9 MARS 2007. - Arrêté royal n° 55 relatif au régime des assujettis formant une unité TVA

RAPPORT AU ROI

Sire,

  1. Contexte de l'introduction de l'unité TVA

  2. La déclaration du gouvernement fédéral du 17 octobre 2006 annonçant l'introduction d'un système d'unité TVA en Belgique s'inscrit dans un contexte économique où les entreprises sont confrontées à une concurrence internationale croissante qui les contraint à la recherche permanente de l'efficience pour rester compétitives.

    Tous les opérateurs économiques, quels que soient leurs régimes TVA et secteurs d'activités, sont actuellement contraints d'adopter des stratégies permettant de rationnaliser les coûts de leur gestion administrative et d'optimaliser l'utilisation de leurs moyens financiers.

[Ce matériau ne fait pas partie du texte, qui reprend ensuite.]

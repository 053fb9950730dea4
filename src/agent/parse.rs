use crate::domain::Decision;
use crate::error::OracleError;

/// A parsed oracle reply
#[derive(Debug, Clone, PartialEq, Eq)]
pub struct OracleReply {
    pub recommendation: Decision,
    /// Full reply text, kept for the audit trail only
    pub rationale: String,
}

fn is_word_char(c: char) -> bool {
    c.is_ascii_alphanumeric() || c == '_'
}

/// True if `token` occurs in `text` as a whole word
fn contains_token(text: &str, token: &str) -> bool {
    text.match_indices(token).any(|(start, _)| {
        let before = text[..start].chars().next_back();
        let after = text[start + token.len()..].chars().next();
        !before.is_some_and(is_word_char) && !after.is_some_and(is_word_char)
    })
}

/// Extract the decision token from free text.
///
/// Exactly one of `CLOSE_ALL` / `HOLD_POSITIONS` must appear. No token, or
/// both, is a malformed reply; nothing is guessed from the rationale.
pub fn parse_reply(oracle: &str, text: &str) -> Result<OracleReply, OracleError> {
    let close = contains_token(text, Decision::CloseAll.token());
    let hold = contains_token(text, Decision::Hold.token());

    let recommendation = match (close, hold) {
        (true, false) => Decision::CloseAll,
        (false, true) => Decision::Hold,
        (true, true) => {
            return Err(OracleError::MalformedResponse {
                oracle: oracle.to_string(),
                reason: "reply contains both decision tokens".to_string(),
            })
        }
        (false, false) => {
            return Err(OracleError::MalformedResponse {
                oracle: oracle.to_string(),
                reason: "reply contains no decision token".to_string(),
            })
        }
    };

    Ok(OracleReply {
        recommendation,
        rationale: text.trim().to_string(),
    })
}

#[cfg(test)]
mod tests {
    use super::*;

    #[test]
    fn test_parses_first_line_token() {
        let reply = parse_reply("o1", "CLOSE_ALL\nLosses are accelerating.").unwrap();
        assert_eq!(reply.recommendation, Decision::CloseAll);
        assert!(reply.rationale.contains("accelerating"));

        let reply = parse_reply("o1", "**HOLD_POSITIONS** - drawdown is noise").unwrap();
        assert_eq!(reply.recommendation, Decision::Hold);
    }

    #[test]
    fn test_token_may_appear_after_rationale() {
        let reply = parse_reply("o1", "Given the funding rates, my answer: HOLD_POSITIONS.").unwrap();
        assert_eq!(reply.recommendation, Decision::Hold);
    }

    #[test]
    fn test_missing_token_is_malformed() {
        let err = parse_reply("o1", "I would probably hold for now.").unwrap_err();
        assert!(matches!(err, OracleError::MalformedResponse { .. }));
    }

    #[test]
    fn test_both_tokens_is_malformed() {
        let err = parse_reply("o1", "Either CLOSE_ALL or HOLD_POSITIONS could work").unwrap_err();
        assert!(matches!(err, OracleError::MalformedResponse { .. }));
    }

    #[test]
    fn test_lowercase_and_embedded_tokens_do_not_count() {
        assert!(parse_reply("o1", "close_all").is_err());
        assert!(parse_reply("o1", "XCLOSE_ALL").is_err());
        assert!(parse_reply("o1", "CLOSE_ALL_NOW").is_err());
    }
}
use serde::{Deserialize, Serialize};
use std::fmt;

/// Circuit-breaker state machine states
#[derive(Debug, Clone, Copy, PartialEq, Eq, Hash, Serialize, Deserialize)]
#[serde(rename_all = "SCREAMING_SNAKE_CASE")]
pub enum BreakerState {
    /// Evaluating snapshots, no breach pending
    Monitoring,
    /// A threshold was crossed on the current tick
    BreachDetected,
    /// Waiting on oracle consensus
    Arbitrating,
    /// Applying the resolved decision
    Acting,
    /// Acted (or held) this tick; skip re-triggering until the next interval
    Cooldown,
}

impl Default for BreakerState {
    fn default() -> Self {
        BreakerState::Monitoring
    }
}

impl BreakerState {
    pub fn as_str(&self) -> &'static str {
        match self {
            BreakerState::Monitoring => "MONITORING",
            BreakerState::BreachDetected => "BREACH_DETECTED",
            BreakerState::Arbitrating => "ARBITRATING",
            BreakerState::Acting => "ACTING",
            BreakerState::Cooldown => "COOLDOWN",
        }
    }

    /// Check if this state can transition to another state
    pub fn can_transition_to(&self, target: BreakerState) -> bool {
        use BreakerState::*;

        match (self, target) {
            (Monitoring, BreachDetected) => true,

            // Arbitration disabled goes straight to acting
            (BreachDetected, Acting) => true,
            (BreachDetected, Arbitrating) => true,

            (Arbitrating, Acting) => true,

            // Both CLOSE_ALL (after executing) and HOLD land here
            (Acting, Cooldown) => true,

            (Cooldown, Monitoring) => true,

            _ => false,
        }
    }

    /// Get valid next states from current state
    pub fn valid_transitions(&self) -> Vec<BreakerState> {
        use BreakerState::*;

        match self {
            Monitoring => vec![BreachDetected],
            BreachDetected => vec![Acting, Arbitrating],
            Arbitrating => vec![Acting],
            Acting => vec![Cooldown],
            Cooldown => vec![Monitoring],
        }
    }

    /// States that only exist while a tick is in flight
    pub fn is_mid_tick(&self) -> bool {
        matches!(
            self,
            BreakerState::BreachDetected | BreakerState::Arbitrating | BreakerState::Acting
        )
    }
}

impl fmt::Display for BreakerState {
    fn fmt(&self, f: &mut fmt::Formatter<'_>) -> fmt::Result {
        write!(f, "{}", self.as_str())
    }
}

impl TryFrom<&str> for BreakerState {
    type Error = String;

    fn try_from(s: &str) -> Result<Self, Self::Error> {
        match s.to_uppercase().as_str() {
            "MONITORING" => Ok(BreakerState::Monitoring),
            "BREACH_DETECTED" => Ok(BreakerState::BreachDetected),
            "ARBITRATING" => Ok(BreakerState::Arbitrating),
            "ACTING" => Ok(BreakerState::Acting),
            "COOLDOWN" => Ok(BreakerState::Cooldown),
            _ => Err(format!("Unknown breaker state: {}", s)),
        }
    }
}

    Parmi les stratégies couramment développées par les entreprises, l'externalisation et la centralisation de certaines fonctions (notamment celles de support administratif, informatique, back office, call center, etc.) faisant appel à une main d'oeuvre importante via, par exemple, la création de « centre d'excellence » ou de centres de services constitue l'une des plus utilisées car elle permet aux groupes d'entreprises d'une part, de réaliser des économies d'échelle importantes sur ces services et d'autre part, de se concentrer pleinement sur leur « core-business ».

    Dans ce cadre, il est toutefois apparu que le régime TVA actuel crée, dans tous les secteurs, y compris les secteurs non marchands (écoles, hôpitaux, associations culturelles, etc.), des obstacles importants en générant des charges de TVA additionnelles et/ou en compliquant la gestion administrative. Ces obstacles font l'objet de réflexions au niveau européen mais il n'est pas possible de déterminer dans quel délai elles aboutiront à un résultat concret.

  3. Le système de l'unité TVA qui permet de considérer que des personnes indépendantes du point de vue juridique mais étroitement liées sur les plans financier, économique et de l'organisation ne forment qu'un seul assujetti pour l'application de la TVA constitue une solution efficace, prévue par la législation européenne et reconnue au niveau international à ces obstacles (il était explicitement repris parmi les solutions soumises par la Commission européenne dans le « Consultation Paper on modernising Value Added Tax obligations for financial services and insurances » publié en mars 2006).

    En effet, l'unité TVA implique que les opérations effectuées entre les personnes membres ne sont pas soumises à la TVA. Le système permet donc la création de centres d'excellence ou de centres de services sans risquer de créer de charge de TVA non-déductible supplémentaire.

    Il permet également de simplifier et rationaliser considérablement les obligations administratives des entreprises en ce sens que l'unité TVA étant un assujetti unique, elle assume en tant que telle, tous les droits et toutes les obligations de ses membres.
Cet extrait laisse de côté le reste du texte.